* **TASK DETAILS**
Your task is to copy every line of the records below that contains "installed".

* **RECORDS SUPPLIED**
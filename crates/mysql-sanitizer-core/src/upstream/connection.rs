//! Server-side session handler.
//!
//! Drives the upstream half of one proxied session: relays the
//! authentication exchange, installs a server-side statement execution
//! time limit, then services the client's command stream. Result-set rows
//! pass through a rewrite step that replaces values in sensitive columns
//! with salted hashes before they reach the client.
//!
//! The handler owns the server socket exclusively. It talks to the
//! client-facing half only through the session bridge, receiving commands
//! on one channel and publishing responses on the other.

use std::sync::Arc;
use std::time::Instant;

use tracing::{debug, info, instrument, warn};

use crate::error::{ProxyError, Result};
use crate::metrics::ProxyMetrics;
use crate::protocol::column::Column;
use crate::protocol::constants::{command_name, COM_QUERY, MAX_COLUMNS, SUPPORTED_COMMANDS};
use crate::protocol::packet::{Packet, PacketKind};
use crate::protocol::wire::{hex_preview, write_string_or_null, PayloadReader};
use crate::sanitize::{sanitize_value, DIGEST_HEX_LEN};
use crate::session::{SessionContext, UpstreamEnd};

use super::stream::UpstreamStream;

/// A column definition paired with its cached sensitivity verdict.
///
/// The policy is consulted once per column when the result-set header is
/// read; every row in that result set reuses the verdict.
struct ResultColumn {
    column: Column,
    safe: bool,
}

/// The server-facing half of one proxied session.
pub struct UpstreamSession {
    stream: UpstreamStream,
    bridge: UpstreamEnd,
    context: SessionContext,
    metrics: Arc<ProxyMetrics>,
    session_id: u64,
}

impl UpstreamSession {
    /// Create a session handler over an established upstream connection.
    #[must_use]
    pub fn new(
        stream: UpstreamStream,
        bridge: UpstreamEnd,
        context: SessionContext,
        metrics: Arc<ProxyMetrics>,
        session_id: u64,
    ) -> Self {
        Self {
            stream,
            bridge,
            context,
            metrics,
            session_id,
        }
    }

    /// Run the session to completion and tear down the bridge.
    ///
    /// Consumes the handler. Errors never escape: expected disconnects are
    /// logged at debug level, everything else at warn with the error kind
    /// recorded in the session-error counter. Teardown runs on every exit
    /// path so a peer blocked on the bridge or its socket is released.
    #[instrument(skip_all, fields(session_id = self.session_id, upstream = %self.stream.address()))]
    pub async fn run(mut self) {
        match self.relay().await {
            Ok(()) => debug!("session finished"),
            Err(ref e) if e.is_disconnect() => debug!(error = %e, "session closed"),
            Err(ref e) => {
                warn!(error = %e, "session failed");
                self.metrics.record_session_error(e.kind_label());
            }
        }
        self.bridge.trigger_teardown();
    }

    async fn relay(&mut self) -> Result<()> {
        self.handshake().await?;
        self.command_loop().await
    }

    /// Relay the authentication exchange.
    ///
    /// The server greeting and the client's handshake response cross the
    /// proxy verbatim. The server's verdict is held back until the
    /// statement time limit is installed, so the client never gets to run
    /// a command on a session without the limit.
    async fn handshake(&mut self) -> Result<()> {
        let greeting = self.next_server_packet().await?;
        debug!(
            sequence_id = greeting.sequence_id,
            "forwarding server greeting"
        );
        self.send_toward_client(greeting).await?;

        let response = self.bridge.recv_toward_server().await?;
        debug!(
            sequence_id = response.sequence_id,
            "forwarding handshake response"
        );
        self.forward_to_server(&response).await?;

        let verdict = self.next_server_packet().await?;
        if verdict.kind() != PacketKind::Ok {
            let preview = hex_preview(&verdict.payload, 24);
            warn!(response = %preview, "upstream rejected the client handshake");
            self.send_toward_client(verdict).await?;
            return Err(ProxyError::UpstreamAuthFailure {
                message: format!("server declined the handshake ({preview})"),
            });
        }

        self.inject_statement_timeout().await?;

        self.send_toward_client(verdict).await?;
        info!("session established");
        Ok(())
    }

    /// Install the server-side statement execution time limit.
    ///
    /// This command is relay-internal: its response is consumed here and
    /// never reaches the client. Only an error response is fatal; any
    /// other answer is accepted silently.
    async fn inject_statement_timeout(&mut self) -> Result<()> {
        let millis = self.context.statement_timeout().as_millis() as u64;
        let statement = format!("SET SESSION max_execution_time = {millis}");

        let mut payload = Vec::with_capacity(1 + statement.len());
        payload.push(COM_QUERY);
        payload.extend_from_slice(statement.as_bytes());
        self.stream
            .write_packet(&Packet {
                sequence_id: 0,
                payload,
            })
            .await?;

        let answer = self.next_server_packet().await?;
        if answer.kind() == PacketKind::Err {
            warn!(
                response = %hex_preview(&answer.payload, 24),
                "server rejected the statement time limit"
            );
            return Err(ProxyError::UpstreamTimeoutConfig {
                message: format!("server rejected '{statement}'"),
            });
        }

        debug!(limit_ms = millis, "statement time limit installed");
        Ok(())
    }

    /// Service client commands until the session ends.
    ///
    /// Commands outside the supported set are answered with a synthesized
    /// error and never reach the server; the loop then continues. A QUIT
    /// is forwarded like any other supported command and ends the session
    /// through the server closing its side.
    async fn command_loop(&mut self) -> Result<()> {
        loop {
            let command = self.bridge.recv_toward_server().await?;
            let command_byte = command.first_byte()?;

            if !SUPPORTED_COMMANDS.contains(&command_byte) {
                let name = command_name(command_byte);
                debug!(
                    command = name,
                    byte = command_byte,
                    "rejecting unsupported command"
                );
                self.metrics.record_unsupported_command(name);
                let reply = Packet::unsupported_command(command_byte, command.sequence_id);
                self.send_toward_client(reply).await?;
                continue;
            }

            debug!(
                command = command_name(command_byte),
                sequence_id = command.sequence_id,
                "forwarding command"
            );
            self.forward_to_server(&command).await?;

            if command_byte == COM_QUERY {
                self.relay_query_response().await?;
            } else {
                self.relay_generic_response().await?;
            }
        }
    }

    /// Relay one COM_QUERY response, rewriting rows where needed.
    ///
    /// A terminal first packet means the statement produced no result set
    /// and is forwarded as-is. Otherwise the column definitions are
    /// decoded (and forwarded verbatim), the sensitivity policy is
    /// consulted once per column, and every row packet is rebuilt with
    /// sensitive values hashed. Safe-only result sets skip the rebuild
    /// entirely.
    async fn relay_query_response(&mut self) -> Result<()> {
        let started = Instant::now();

        let first = self.next_server_packet().await?;
        if first.is_terminal() {
            self.send_toward_client(first).await?;
            self.metrics
                .record_query_duration(started.elapsed().as_secs_f64());
            return Ok(());
        }

        let column_count = {
            let mut reader = PayloadReader::new(&first.payload);
            let count = reader.read_lenenc_int()?;
            usize::try_from(count)
                .ok()
                .filter(|count| *count <= MAX_COLUMNS)
                .ok_or_else(|| ProxyError::MalformedPacket {
                    message: format!("column count {count} exceeds the protocol limit"),
                })?
        };
        self.send_toward_client(first).await?;

        let mut columns = Vec::with_capacity(column_count);
        for _ in 0..column_count {
            let packet = self.next_server_packet().await?;
            let column = Column::parse(&packet.payload)?;
            let safe = self.context.policy().is_safe(&column);
            if self.context.sanitizing_enabled()
                && !safe
                && (column.length as usize) < DIGEST_HEX_LEN
            {
                debug!(
                    column = %column.name,
                    declared = column.length,
                    "replacement digest will be truncated to the declared length"
                );
            }
            columns.push(ResultColumn { column, safe });
            self.send_toward_client(packet).await?;
        }

        let columns_end = self.next_server_packet().await?;
        if columns_end.kind() != PacketKind::Eof {
            // A row must never be mistaken for metadata, so an absent
            // end-of-columns marker is fatal rather than forwarded.
            return Err(ProxyError::MalformedPacket {
                message: format!(
                    "expected end-of-columns marker, found {}",
                    hex_preview(&columns_end.payload, 16)
                ),
            });
        }
        self.send_toward_client(columns_end).await?;

        let must_rewrite =
            self.context.sanitizing_enabled() && columns.iter().any(|entry| !entry.safe);
        if must_rewrite {
            debug!(
                columns = columns.len(),
                sensitive = columns.iter().filter(|entry| !entry.safe).count(),
                "rewriting result set"
            );
        }

        loop {
            let packet = self.next_server_packet().await?;
            if packet.is_terminal() {
                self.send_toward_client(packet).await?;
                break;
            }

            let outgoing = if must_rewrite {
                let (rebuilt, hashed) = rebuild_row(&packet, &columns, self.context.salt())?;
                if hashed > 0 {
                    self.metrics.record_row_rewritten(hashed);
                }
                rebuilt
            } else {
                packet
            };
            self.send_toward_client(outgoing).await?;
        }

        self.metrics
            .record_query_duration(started.elapsed().as_secs_f64());
        Ok(())
    }

    /// Forward server packets verbatim until a terminal packet closes the
    /// exchange. Covers every supported non-query command.
    async fn relay_generic_response(&mut self) -> Result<()> {
        loop {
            let packet = self.next_server_packet().await?;
            let terminal = packet.is_terminal();
            self.send_toward_client(packet).await?;
            if terminal {
                return Ok(());
            }
        }
    }

    /// Read the next server packet, giving up if the session is torn down
    /// while blocked on the socket.
    async fn next_server_packet(&mut self) -> Result<Packet> {
        tokio::select! {
            result = self.stream.next_packet() => result,
            () = self.bridge.teardown_signal() => Err(ProxyError::Shutdown),
        }
    }

    async fn forward_to_server(&mut self, packet: &Packet) -> Result<()> {
        self.stream.write_packet(packet).await?;
        self.metrics.record_packet_toward_server();
        Ok(())
    }

    async fn send_toward_client(&mut self, packet: Packet) -> Result<()> {
        self.bridge.send_toward_client(packet).await?;
        self.metrics.record_packet_toward_client();
        Ok(())
    }
}

/// Rebuild one text-protocol row, hashing values in sensitive columns.
///
/// NULL fields keep their NULL marker, safe-column values pass through
/// byte-for-byte, and the rebuilt packet reuses the original sequence id.
/// Returns the rebuilt packet and the number of values hashed.
fn rebuild_row(packet: &Packet, columns: &[ResultColumn], salt: &[u8]) -> Result<(Packet, u64)> {
    let mut reader = PayloadReader::new(&packet.payload);
    let mut payload = Vec::with_capacity(packet.payload.len());
    let mut hashed = 0u64;

    for entry in columns {
        match reader.read_string_or_null()? {
            None => write_string_or_null(&mut payload, None),
            Some(value) if entry.safe => write_string_or_null(&mut payload, Some(value)),
            Some(value) => {
                let digest = sanitize_value(value, &entry.column, salt);
                write_string_or_null(&mut payload, Some(digest.as_slice()));
                hashed += 1;
            }
        }
    }

    if !reader.is_empty() {
        return Err(ProxyError::MalformedPacket {
            message: format!(
                "row packet has {} trailing bytes after {} fields",
                reader.remaining(),
                columns.len()
            ),
        });
    }

    Ok((
        Packet {
            sequence_id: packet.sequence_id,
            payload,
        },
        hashed,
    ))
}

* **ANSWER SPACE**
    /// statement time limit is installed, so the client never gets to run
        debug!(limit_ms = millis, "statement time limit installed");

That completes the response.